Types of Mould and How to Prevent Them
Mould is a dangerous and toxic substance that can grow in your home. Mould generally thrives in damp and dark areas and once it starts growing, it can be really hard to get rid of it. Britain, in particular, is notorious for mould because of the frequent wet and rainy weather. It’s important to try and implement measures that prevent the growth of mould. If you’re looking to find out more, then please read on to learn about types of mould and how to prevent it in your home.
Common Types of Mould You Can Find in Your Home
Different types of mould have different effects on your health and thrive in different environments. Being aware of some of the types and the properties they have will help you identify rooms which may be at risk of mould growth. It will also help when thinking about how to treat the mould if you notice one of your rooms afflicted by it. Some common types of mould include:
This tends to be powdery or velvet like and has a greenish colour. You’ll find this type of mould lurking in damp and dark areas, like under the sink or in the shower area. This type of mould can also cause some asthma-like symptoms such as: coughing.
This type of mould tends to grow on upholstery and fabric as opposed to on walls and surfaces. But it can also grow under floorboards or in cupboards. It also grows in all kinds of climates, irrespective of temperature. Think you may have cladosporium in your home? Look out for a green or brown suede like mould.
Aureobasidium is often found on walls and ceilings, particularly underneath old wallpaper. As this starts to grow it is pink in colour and as it ages it turns a brown or black colour. This mould can be very dangerous as if touched it can cause skin and eye infections.
4. Black mould
Black mould has a slimy textures and as the name suggests is black in colour. Although sometimes, it can also be a very dark green. It often grows on natural materials such as wood, paper, and cardboard and needs high humidity levels to grow.
Causes of Mould in the Home
There are many factors that cause mould in the home. The two most common factors can be seen below and they are caused by a number of things such as the weather, the structural conditions of your home, and everyday activities like showering and cooking.
Humidity levels from damp weather and everyday activities
The British weather is always changing and this constant change in temperature can create a lot of humidity. Everyday activities in the home can lead to increased humidity levels. Things like drying clothes with the radiator on, bathing, and cooking can raise the humidity levels to more than 70%.
Condensation is a big cause of mould in the home
This usually occurs in the steamist room in your house, which is often the bathroom. Condensation often happens when moist air comes up against a cold surface, like a wall or mirror. The problem is when this happens on a regular basis and the surface stays wet and damp for a prolonged period of time.
Ways to Prevent Mould in the Home
It’s also useful to think about preventing mould from growing, rather than simply solving the problem when it arises. Below are some easy ways to prevent the growth of mould in your home.

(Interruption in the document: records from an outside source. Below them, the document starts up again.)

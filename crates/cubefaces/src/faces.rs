//! Cube face table
//!
//! Six gnomonic projection centres, one per cube face, in the order
//! +X, -X, +Y, -Y, +Z, -Z.

use std::path::{Path, PathBuf};

/// Projection centre and file suffix for one cube face
#[derive(Debug, Clone, Copy, PartialEq, Eq)]
pub struct FaceSpec {
    /// Centre longitude in degrees
    pub longitude: i32,
    /// Centre latitude in degrees
    pub latitude: i32,
    /// Short name used in output filenames
    pub suffix: &'static str,
}

/// All faces, in generation order
pub const FACES: [FaceSpec; 6] = [
    FaceSpec { longitude: 90, latitude: 0, suffix: "px" },
    FaceSpec { longitude: -90, latitude: 0, suffix: "nx" },
    FaceSpec { longitude: 0, latitude: 90, suffix: "py" },
    FaceSpec { longitude: 0, latitude: -90, suffix: "ny" },
    FaceSpec { longitude: 0, latitude: 0, suffix: "pz" },
    FaceSpec { longitude: 180, latitude: 0, suffix: "nz" },
];

impl FaceSpec {
    /// Filename stem, e.g. `mars_px`
    pub fn stem(&self, output_name: &str) -> String {
        format!("{}_{}", output_name, self.suffix)
    }

    /// Intermediate reprojected raster
    pub fn tif_path(&self, output_path: &Path, output_name: &str) -> PathBuf {
        output_path.join(format!("{}.tif", self.stem(output_name)))
    }

    /// Final image
    pub fn png_path(&self, output_path: &Path, output_name: &str) -> PathBuf {
        output_path.join(format!("{}.png", self.stem(output_name)))
    }

    /// Cube axis label, e.g. `+X`
    pub fn axis(&self) -> &'static str {
        match self.suffix {
            "px" => "+X",
            "nx" => "-X",
            "py" => "+Y",
            "ny" => "-Y",
            "pz" => "+Z",
            "nz" => "-Z",
            _ => "?",
        }
    }
}
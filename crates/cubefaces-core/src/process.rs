//! External program invocation
//!
//! Commands are built as a program plus an argument vector and spawned
//! directly. Nothing here goes through a shell, so paths and parameters
//! reach the child exactly as given.

use std::ffi::{OsStr, OsString};
use std::fmt;
use std::path::PathBuf;
use std::process::Stdio;
use std::time::{Duration, Instant};

use thiserror::Error;
use tokio::process::Command;
use tokio::time::timeout;

/// Errors raised while running an external program
#[derive(Error, Debug)]
pub enum ProcessError {
    #[error("{program} not found on PATH")]
    NotFound { program: String },

    #[error("failed to start {program}: {source}")]
    Spawn {
        program: String,
        #[source]
        source: std::io::Error,
    },

    #[error("{program} timed out after {secs}s")]
    TimedOut { program: String, secs: u64 },
}

/// A program and its arguments
#[derive(Debug, Clone, PartialEq, Eq)]
pub struct Invocation {
    pub program: OsString,
    pub args: Vec<OsString>,
}

impl Invocation {
    pub fn new(program: impl Into<OsString>) -> Self {
        Self {
            program: program.into(),
            args: Vec::new(),
        }
    }

    /// Append one argument
    pub fn arg(mut self, arg: impl AsRef<OsStr>) -> Self {
        self.args.push(arg.as_ref().to_os_string());
        self
    }

    /// Append several arguments
    pub fn args<I, S>(mut self, args: I) -> Self
    where
        I: IntoIterator<Item = S>,
        S: AsRef<OsStr>,
    {
        self.args
            .extend(args.into_iter().map(|a| a.as_ref().to_os_string()));
        self
    }

    /// Program name as displayed in messages
    pub fn program_name(&self) -> String {
        self.program.to_string_lossy().into_owned()
    }

    /// Arguments as lossy strings
    pub fn args_lossy(&self) -> Vec<String> {
        self.args
            .iter()
            .map(|a| a.to_string_lossy().into_owned())
            .collect()
    }
}

impl fmt::Display for Invocation {
    fn fmt(&self, f: &mut fmt::Formatter<'_>) -> fmt::Result {
        write!(f, "{}", shell_quote(&self.program.to_string_lossy()))?;
        for arg in &self.args {
            write!(f, " {}", shell_quote(&arg.to_string_lossy()))?;
        }
        Ok(())
    }
}

/// Quote a word so it can be pasted into a POSIX shell
pub fn shell_quote(word: &str) -> String {
    let safe = |c: char| c.is_ascii_alphanumeric() || "_-./=:,+@%".contains(c);

    if !word.is_empty() && word.chars().all(safe) {
        word.to_string()
    } else {
        format!("'{}'", word.replace('\'', r"'\''"))
    }
}

/// Captured result of a finished program
#[derive(Debug, Clone)]
pub struct ToolOutput {
    /// Exit code (None if killed by a signal)
    pub code: Option<i32>,
    pub success: bool,
    pub stdout: String,
    pub stderr: String,
    pub duration_ms: u64,
}

impl ToolOutput {
    /// Last `max_lines` lines of stderr, trimmed
    pub fn stderr_tail(&self, max_lines: usize) -> String {
        let lines: Vec<&str> = self.stderr.trim_end().lines().collect();
        let start = lines.len().saturating_sub(max_lines);
        lines[start..].join("\n")
    }
}

/// Run an invocation to completion, optionally bounded by a timeout
///
/// The child is killed if the timeout elapses.
pub async fn run(
    invocation: &Invocation,
    limit: Option<Duration>,
) -> Result<ToolOutput, ProcessError> {
    let program = invocation.program_name();

    let start = Instant::now();
    let child = Command::new(&invocation.program)
        .args(&invocation.args)
        .stdin(Stdio::null())
        .stdout(Stdio::piped())
        .stderr(Stdio::piped())
        .kill_on_drop(true)
        .spawn()
        .map_err(|e| match e.kind() {
            std::io::ErrorKind::NotFound => ProcessError::NotFound {
                program: program.clone(),
            },
            _ => ProcessError::Spawn {
                program: program.clone(),
                source: e,
            },
        })?;

    let output = match limit {
        Some(limit) => match timeout(limit, child.wait_with_output()).await {
            Ok(result) => result,
            Err(_) => {
                return Err(ProcessError::TimedOut {
                    program,
                    secs: limit.as_secs(),
                })
            }
        },
        None => child.wait_with_output().await,
    }
    .map_err(|e| ProcessError::Spawn {
        program: program.clone(),
        source: e,
    })?;

    Ok(ToolOutput {
        code: output.status.code(),
        success: output.status.success(),
        stdout: String::from_utf8_lossy(&output.stdout).into_owned(),
        stderr: String::from_utf8_lossy(&output.stderr).into_owned(),
        duration_ms: start.elapsed().as_millis() as u64,
    })
}

/// Locate a program on PATH
pub fn find_tool(name: &str) -> Option<PathBuf> {
    which::which(name).ok()
}
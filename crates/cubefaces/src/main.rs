//! cubefaces - gnomonic cube faces for cube-mapping
//!
//! Reprojects an equirectangular WGS84 planet image onto the six faces of a
//! cube with gdalwarp and converts each face to PNG with ImageMagick.

mod cli;

use anyhow::Result;
use clap::Parser;
use tracing_subscriber::EnvFilter;

use cli::Cli;
use cubefaces::CubefaceError;

fn main() -> Result<()> {
    let cli = Cli::parse();

    // Initialize logging
    let default_level = if cli.verbose { "debug" } else { "warn" };
    tracing_subscriber::fmt()
        .with_env_filter(
            EnvFilter::try_from_default_env().unwrap_or_else(|_| EnvFilter::new(default_level)),
        )
        .with_writer(std::io::stderr)
        .init();

    let rt = tokio::runtime::Runtime::new()?;
    if let Err(e) = rt.block_on(async { cli::run(cli).await }) {
        let code = e
            .downcast_ref::<CubefaceError>()
            .map(CubefaceError::exit_code)
            .unwrap_or(1);
        eprintln!("ERROR: {:#}", e);
        std::process::exit(code);
    }

    Ok(())
}
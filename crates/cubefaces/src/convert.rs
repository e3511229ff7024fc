//! Conversion of reprojected rasters into PNG with a colorspace tag

use std::path::{Path, PathBuf};

use cubefaces_core::process::find_tool;
use cubefaces_core::Invocation;

/// One conversion request
#[derive(Debug, Clone)]
pub struct ConvertJob {
    pub source: PathBuf,
    pub colorspace: String,
    pub destination: PathBuf,
}

/// A converter from raster to image file
pub trait ImageConverter {
    /// Tool name for messages
    fn name(&self) -> &str;

    /// Build the command for one job
    fn command(&self, job: &ConvertJob) -> Invocation;
}

/// Which ImageMagick entry point to call
#[derive(Debug, Clone, Copy, PartialEq, Eq)]
pub enum Flavor {
    /// ImageMagick 7 `magick`
    ImageMagick7,
    /// ImageMagick 6 `convert`
    Legacy,
}

impl Flavor {
    pub fn command(&self) -> &'static str {
        match self {
            Flavor::ImageMagick7 => "magick",
            Flavor::Legacy => "convert",
        }
    }

    /// Guess the flavor from a configured binary path
    pub fn from_path(path: &Path) -> Self {
        match path.file_stem().and_then(|s| s.to_str()) {
            Some("convert") => Flavor::Legacy,
            _ => Flavor::ImageMagick7,
        }
    }
}

/// ImageMagick
#[derive(Debug, Clone)]
pub struct Magick {
    pub flavor: Flavor,
    pub program: PathBuf,
}

impl Magick {
    pub fn new(flavor: Flavor, program: impl Into<PathBuf>) -> Self {
        Self {
            flavor,
            program: program.into(),
        }
    }

    /// Prefer `magick`, fall back to the version 6 `convert`
    pub fn detect() -> Option<Self> {
        [Flavor::ImageMagick7, Flavor::Legacy]
            .into_iter()
            .find_map(|flavor| find_tool(flavor.command()).map(|p| Self::new(flavor, p)))
    }
}

impl Default for Magick {
    fn default() -> Self {
        Self::new(Flavor::ImageMagick7, Flavor::ImageMagick7.command())
    }
}

impl ImageConverter for Magick {
    fn name(&self) -> &str {
        self.flavor.command()
    }

    fn command(&self, job: &ConvertJob) -> Invocation {
        Invocation::new(&self.program)
            .arg(&job.source)
            .args(["-set", "colorspace", &job.colorspace])
            .arg(&job.destination)
    }
}

#[cfg(test)]
mod tests {
    use super::*;

    fn job() -> ConvertJob {
        ConvertJob {
            source: PathBuf::from("/tmp/out/mars_px.tif"),
            colorspace: "sRGB".to_string(),
            destination: PathBuf::from("/tmp/out/mars_px.png"),
        }
    }

    #[test]
    fn test_magick_arguments() {
        let inv = Magick::default().command(&job());
        assert_eq!(inv.program_name(), "magick");
        assert_eq!(
            inv.args_lossy(),
            vec![
                "/tmp/out/mars_px.tif",
                "-set",
                "colorspace",
                "sRGB",
                "/tmp/out/mars_px.png",
            ]
        );
    }

    #[test]
    fn test_legacy_flavor_uses_same_arguments() {
        let legacy = Magick::new(Flavor::Legacy, "/usr/bin/convert");
        let inv = legacy.command(&job());

        assert_eq!(legacy.name(), "convert");
        assert_eq!(inv.program_name(), "/usr/bin/convert");
        assert_eq!(inv.args, Magick::default().command(&job()).args);
    }

    #[test]
    fn test_flavor_from_path() {
        assert_eq!(Flavor::from_path(Path::new("/usr/bin/convert")), Flavor::Legacy);
        assert_eq!(Flavor::from_path(Path::new("/usr/local/bin/magick")), Flavor::ImageMagick7);
        assert_eq!(Flavor::from_path(Path::new("magick.exe")), Flavor::ImageMagick7);
    }

    #[test]
    fn test_colorspace_is_single_argument() {
        let mut j = job();
        j.colorspace = "Linear RGB; echo".to_string();
        let args = Magick::default().command(&j).args_lossy();
        assert_eq!(args.len(), 5);
        assert_eq!(args[3], "Linear RGB; echo");
    }
}
//! Face generation
//!
//! For each cube face, in table order: reproject the source raster with the
//! face's gnomonic projection, then convert the result to PNG. Faces are
//! independent of one another and processed one at a time.

use serde::Serialize;
use std::path::{Path, PathBuf};
use std::time::{Duration, Instant};

use cubefaces_core::process::{self, ProcessError};
use cubefaces_core::Invocation;
use tracing::{debug, info, warn};

use crate::config::{Config, FailurePolicy};
use crate::convert::{ConvertJob, Flavor, ImageConverter, Magick};
use crate::error::CubefaceError;
use crate::faces::{FaceSpec, FACES};
use crate::reproject::{Extent, Gdalwarp, ReprojectionEngine, WarpJob};

/// Lines of stderr kept per failed step
const STDERR_LINES: usize = 10;

/// What to generate and where
#[derive(Debug, Clone)]
pub struct Request {
    /// Equirectangular WGS84 source raster
    pub input_image: PathBuf,
    /// Filename prefix for every output
    pub output_name: String,
    /// Width and height of each face in pixels
    pub size: u32,
    /// Colorspace tag passed to the converter
    pub colorspace: String,
    /// Existing directory receiving all outputs
    pub output_path: PathBuf,
}

impl Request {
    /// Reject requests that cannot produce any output
    ///
    /// The input image is deliberately not inspected.
    pub fn validate(&self) -> Result<(), CubefaceError> {
        if self.size == 0 {
            return Err(CubefaceError::InvalidArguments(
                "size must be a positive integer".to_string(),
            ));
        }
        if self.output_name.is_empty() {
            return Err(CubefaceError::InvalidArguments(
                "output name must not be empty".to_string(),
            ));
        }
        if !self.output_path.is_dir() {
            return Err(CubefaceError::InvalidArguments(format!(
                "output path is not a directory: {}",
                self.output_path.display()
            )));
        }
        Ok(())
    }

    fn warp_job(&self, face: FaceSpec, options: &Options) -> WarpJob {
        WarpJob {
            face,
            source: self.input_image.clone(),
            destination: face.tif_path(&self.output_path, &self.output_name),
            size: self.size,
            extent: Extent::CUBE_FACE,
            source_extra: options.source_extra,
            sample_grid: options.sample_grid,
            overwrite: true,
        }
    }

    fn convert_job(&self, face: FaceSpec) -> ConvertJob {
        ConvertJob {
            source: face.tif_path(&self.output_path, &self.output_name),
            colorspace: self.colorspace.clone(),
            destination: face.png_path(&self.output_path, &self.output_name),
        }
    }
}

/// Tunables for a run
#[derive(Debug, Clone)]
pub struct Options {
    pub source_extra: u32,
    pub sample_grid: bool,
    pub timeout: Option<Duration>,
    pub on_failure: FailurePolicy,
}

impl Default for Options {
    fn default() -> Self {
        Self::from(&Config::default())
    }
}

impl From<&Config> for Options {
    fn from(config: &Config) -> Self {
        Self {
            source_extra: config.source_extra,
            sample_grid: config.sample_grid,
            timeout: config.timeout_secs.map(Duration::from_secs),
            on_failure: config.on_failure,
        }
    }
}

/// Step of a face that failed
#[derive(Debug, Clone, Copy, PartialEq, Eq, Serialize)]
#[serde(rename_all = "lowercase")]
pub enum Stage {
    Reproject,
    Convert,
}

#[derive(Debug, Clone, Copy, PartialEq, Eq, Serialize)]
#[serde(rename_all = "lowercase")]
pub enum FaceStatus {
    Done,
    Failed,
    /// Not attempted because an earlier face failed under the abort policy
    Skipped,
}

/// Outcome of one face
#[derive(Debug, Clone, Serialize)]
pub struct FaceResult {
    pub face: &'static str,
    pub longitude: i32,
    pub latitude: i32,
    pub tif: PathBuf,
    pub png: PathBuf,
    pub status: FaceStatus,
    #[serde(skip_serializing_if = "Option::is_none")]
    pub stage: Option<Stage>,
    #[serde(skip_serializing_if = "Option::is_none")]
    pub error: Option<String>,
    pub duration_ms: u64,
}

impl FaceResult {
    fn new(face: FaceSpec, request: &Request, status: FaceStatus) -> Self {
        Self {
            face: face.suffix,
            longitude: face.longitude,
            latitude: face.latitude,
            tif: face.tif_path(&request.output_path, &request.output_name),
            png: face.png_path(&request.output_path, &request.output_name),
            status,
            stage: None,
            error: None,
            duration_ms: 0,
        }
    }

    pub fn success(&self) -> bool {
        self.status == FaceStatus::Done
    }
}

/// Outcome of a whole run
#[derive(Debug, Clone, Serialize)]
pub struct GenerationReport {
    pub success: bool,
    pub duration_ms: u64,
    pub faces: Vec<FaceResult>,
}

impl GenerationReport {
    /// Suffixes of faces that did not complete
    pub fn failed_faces(&self) -> Vec<&'static str> {
        self.faces
            .iter()
            .filter(|f| !f.success())
            .map(|f| f.face)
            .collect()
    }

    /// Turn an unsuccessful report into a `PartialOutput` error
    pub fn into_result(self) -> Result<Self, CubefaceError> {
        if self.success {
            Ok(self)
        } else {
            Err(CubefaceError::PartialOutput {
                failed: self.failed_faces(),
            })
        }
    }
}

/// The two commands needed for one face
#[derive(Debug, Clone)]
pub struct PlannedFace {
    pub face: FaceSpec,
    pub reproject: Invocation,
    pub convert: Invocation,
}

/// Drives the reprojection engine and image converter over all faces
pub struct FaceGenerator<R, C> {
    reprojector: R,
    converter: C,
    options: Options,
}

impl<R: ReprojectionEngine, C: ImageConverter> FaceGenerator<R, C> {
    pub fn new(reprojector: R, converter: C, options: Options) -> Self {
        Self {
            reprojector,
            converter,
            options,
        }
    }

    /// Every command a run would execute, in order
    pub fn plan(&self, request: &Request) -> Vec<PlannedFace> {
        FACES
            .iter()
            .map(|&face| PlannedFace {
                face,
                reproject: self
                    .reprojector
                    .command(&request.warp_job(face, &self.options)),
                convert: self.converter.command(&request.convert_job(face)),
            })
            .collect()
    }

    /// Generate all six faces
    ///
    /// Face failures are recorded in the report. Only a missing tool aborts
    /// the run with an error. `on_face` is called as each face finishes.
    pub async fn generate<F>(
        &self,
        request: &Request,
        mut on_face: F,
    ) -> Result<GenerationReport, CubefaceError>
    where
        F: FnMut(&FaceResult),
    {
        request.validate()?;

        let start = Instant::now();
        let mut faces = Vec::with_capacity(FACES.len());
        let mut aborted = false;

        for planned in self.plan(request) {
            let face = planned.face;

            if aborted {
                let result = FaceResult::new(face, request, FaceStatus::Skipped);
                on_face(&result);
                faces.push(result);
                continue;
            }

            let face_start = Instant::now();
            let mut result = FaceResult::new(face, request, FaceStatus::Done);

            let outcome = match self
                .run_step(&face, self.reprojector.name(), &planned.reproject, &result.tif)
                .await
            {
                Ok(()) => self
                    .run_step(&face, self.converter.name(), &planned.convert, &result.png)
                    .await
                    .map_err(|e| (Stage::Convert, e)),
                Err(e) => Err((Stage::Reproject, e)),
            };

            match outcome {
                Ok(()) => info!(face = face.suffix, "face generated"),
                Err((_, e @ CubefaceError::ToolMissing { .. })) => return Err(e),
                Err((stage, e)) => {
                    warn!(face = face.suffix, "{}", e);
                    result.status = FaceStatus::Failed;
                    result.stage = Some(stage);
                    result.error = Some(e.to_string());
                    aborted = self.options.on_failure == FailurePolicy::Abort;
                }
            }

            result.duration_ms = face_start.elapsed().as_millis() as u64;
            on_face(&result);
            faces.push(result);
        }

        Ok(GenerationReport {
            success: faces.iter().all(FaceResult::success),
            duration_ms: start.elapsed().as_millis() as u64,
            faces,
        })
    }

    /// Run one external step and check that it produced `expected`
    async fn run_step(
        &self,
        face: &FaceSpec,
        tool: &str,
        invocation: &Invocation,
        expected: &Path,
    ) -> Result<(), CubefaceError> {
        debug!(face = face.suffix, tool, "{}", invocation);

        let output = process::run(invocation, self.options.timeout)
            .await
            .map_err(|e| match e {
                ProcessError::NotFound { .. } => CubefaceError::ToolMissing {
                    tool: tool.to_string(),
                    face: face.suffix,
                },
                ProcessError::TimedOut { secs, .. } => CubefaceError::TimedOut {
                    tool: tool.to_string(),
                    face: face.suffix,
                    secs,
                },
                ProcessError::Spawn { source, .. } => CubefaceError::Spawn {
                    tool: tool.to_string(),
                    face: face.suffix,
                    reason: source.to_string(),
                },
            })?;

        if !output.success {
            return Err(CubefaceError::ToolFailed {
                tool: tool.to_string(),
                face: face.suffix,
                code: output.code,
                stderr: output.stderr_tail(STDERR_LINES),
            });
        }

        if !expected.exists() {
            return Err(CubefaceError::OutputMissing {
                tool: tool.to_string(),
                face: face.suffix,
                path: expected.to_path_buf(),
            });
        }

        debug!(face = face.suffix, tool, "finished in {}ms", output.duration_ms);
        Ok(())
    }
}

/// Configured gdalwarp, or the one on PATH
pub fn find_reprojector(config: &Config) -> Option<Gdalwarp> {
    match &config.gdalwarp {
        Some(path) => Some(Gdalwarp::new(path)),
        None => Gdalwarp::detect(),
    }
}

/// Configured ImageMagick binary, or whichever flavor is on PATH
pub fn find_converter(config: &Config) -> Option<Magick> {
    match &config.magick {
        Some(path) => Some(Magick::new(Flavor::from_path(path), path)),
        None => Magick::detect(),
    }
}
//! cubefaces core - shared plumbing for the cubefaces tool
//!
//! Standard paths and structured invocation of external programs.

pub mod paths;
pub mod process;

pub use paths::Paths;
pub use process::{Invocation, ProcessError, ToolOutput};
//! Semantic action IDs for SkillPulse click targets.

// ── Top bar ──────────────────────────────────────────────────
pub const BACK: u16 = 1;

// ── Landing ──────────────────────────────────────────────────
pub const SELECT_ROLE: u16 = 10;

// ── SelectFocus (base + option index) ────────────────────────
pub const PICK_ROLE_BASE: u16 = 20;
pub const PICK_FOCUS_BASE: u16 = 30;
pub const PICK_LOCATION_BASE: u16 = 40;
pub const PICK_LEVEL_BASE: u16 = 50;
pub const VIEW_SKILLS: u16 = 60;

// ── Results ──────────────────────────────────────────────────
pub const SCROLL_UP: u16 = 70;
pub const SCROLL_DOWN: u16 = 71;
//! Input normalization and click hit-testing.
//!
//! The renderer registers a [`ClickTarget`] for everything tappable it draws;
//! the mouse handler maps a pixel position to a terminal cell and asks
//! [`ClickState::hit_test`] which action lives there.

use ratzilla::ratatui::layout::Rect;

/// Keyboard and pointer input, reduced to what the controller dispatches on.
#[derive(Debug, Clone, PartialEq)]
pub enum InputEvent {
    /// A key press. Enter and Esc arrive as the controller's sentinel chars.
    Key(char),
    /// A tap/click on a registered target, identified by its action ID.
    Click(u16),
}

/// A tappable region in terminal cell coordinates.
#[derive(Debug, Clone)]
pub struct ClickTarget {
    pub rect: Rect,
    pub action_id: u16,
}

/// Click targets for the frame currently on screen, plus the terminal size
/// needed to convert pixels to cells.
pub struct ClickState {
    pub targets: Vec<ClickTarget>,
    pub terminal_cols: u16,
    pub terminal_rows: u16,
}

impl ClickState {
    pub fn new() -> Self {
        Self {
            targets: Vec::new(),
            terminal_cols: 0,
            terminal_rows: 0,
        }
    }

    /// Called at the start of every frame; targets are rebuilt by the renderer.
    pub fn clear_targets(&mut self) {
        self.targets.clear();
    }

    pub fn add_click_target(&mut self, rect: Rect, action_id: u16) {
        if rect.width > 0 && rect.height > 0 {
            self.targets.push(ClickTarget { rect, action_id });
        }
    }

    /// A full-width, one-row target. Rows outside `area` are ignored.
    pub fn add_row_target(&mut self, area: Rect, row: u16, action_id: u16) {
        if row >= area.y && row < area.bottom() {
            self.add_click_target(Rect::new(area.x, row, area.width, 1), action_id);
        }
    }

    /// Targets for a row of pills laid out left to right.
    ///
    /// `pills` holds `(display_width, action_id)` for each padded label, and
    /// `gap` is the width drawn between neighbours. Each target covers its
    /// label plus half of each adjacent gap; the first and last pills stretch
    /// to the edges of `area` so the whole row is tappable.
    pub fn register_pill_targets(&mut self, pills: &[(u16, u16)], gap: u16, area: Rect) {
        if pills.is_empty() || area.width == 0 {
            return;
        }

        let mut start = 0u16;
        let mut spans: Vec<(u16, u16)> = Vec::with_capacity(pills.len());
        for &(w, _) in pills {
            spans.push((start, start + w));
            start += w + gap;
        }

        let last = pills.len() - 1;
        for (i, &(_, action_id)) in pills.iter().enumerate() {
            let left = if i == 0 { 0 } else { spans[i].0 - gap / 2 - gap % 2 };
            let right = if i == last {
                area.width
            } else {
                (spans[i].1 + gap / 2).min(area.width)
            };
            if right > left {
                self.add_click_target(
                    Rect::new(area.x + left, area.y, right - left, area.height.max(1)),
                    action_id,
                );
            }
        }
    }

    /// Action under `(col, row)`. Later registrations sit on top and win
    /// when targets overlap.
    pub fn hit_test(&self, col: u16, row: u16) -> Option<u16> {
        self.targets
            .iter()
            .rev()
            .find(|t| {
                col >= t.rect.x && col < t.rect.right() && row >= t.rect.y && row < t.rect.bottom()
            })
            .map(|t| t.action_id)
    }
}

/// Screens narrower than this collapse borders and shrink bars.
pub const NARROW_WIDTH: u16 = 60;

pub fn is_narrow_layout(width: u16) -> bool {
    width < NARROW_WIDTH
}

/// Map a pixel offset inside the grid (`click_y` from its top edge) to a row.
/// `None` if outside the grid or the grid has no size yet.
pub fn pixel_y_to_row(click_y: f64, grid_height: f64, terminal_rows: u16) -> Option<u16> {
    pixel_to_cell(click_y, grid_height, terminal_rows)
}

/// Horizontal counterpart of [`pixel_y_to_row`].
pub fn pixel_x_to_col(click_x: f64, grid_width: f64, terminal_cols: u16) -> Option<u16> {
    pixel_to_cell(click_x, grid_width, terminal_cols)
}

fn pixel_to_cell(offset: f64, extent: f64, cells: u16) -> Option<u16> {
    if extent <= 0.0 || cells == 0 || offset < 0.0 {
        return None;
    }
    let cell = (offset / (extent / cells as f64)) as u16;
    (cell < cells).then_some(cell)
}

1. Install insulation to your garage, loft, and walls
Insulating your home is so important. Insulation keeps your house warmer and this includes keeping the inside surface of the walls warm too. As we know, condensation builds up on colder walls, so insulating a whole property reduces risk as your walls will be warmer and condensation will be less likely to accumulate. There are different insulation materials for different parts of your home from underfloor insulation to wall insulation.
2. Draught-proof your home
It can be easy to forget about the small gaps and cracks in your home. Many of us underestimate the effects gaps in our home have on the condition of our property. Make sure the joints arounds your windows and doors are properly sealed. If your house is riddled with little openings - this is particularly common in old houses- it is a good idea to fill them in using sealants. Doing this will increase the warmth in your home without the need to put the heating on and cause condensation to build up.
3.Maintain an airflow throughout your home
Ventilating your home without making draughts is a great way to prevent mould build up. There are some really easy steps you can take to maintain a fresh air flow in your home, and the great thing is, these steps are free and don’t take any time. You can begin by opening up windows around your house to keep your rooms light and airy. It’s also a good idea to close the doors in the bathroom and kitchen when they are in use, as this will stop moisture leaking into other rooms.
Many of us also pack our wardrobes and cupboards so they are completely full. Unfortunately, this stops air flow and can lead to things starting to smell and then build up into mould. You can simply unload some of your cupboards or add breather holes to them so air is encouraged in.
4. Let natural light into your rooms
As we know, mould thrives in dark spaces. To combat this make sure to open your curtains and windows throughout the day. This will encourage a natural flow of light and fresh air, which will make it harder for mould to continue growing. Rooms that have no access to natural sunlight may be particularly at risk. Why not consider installing a window to these rooms?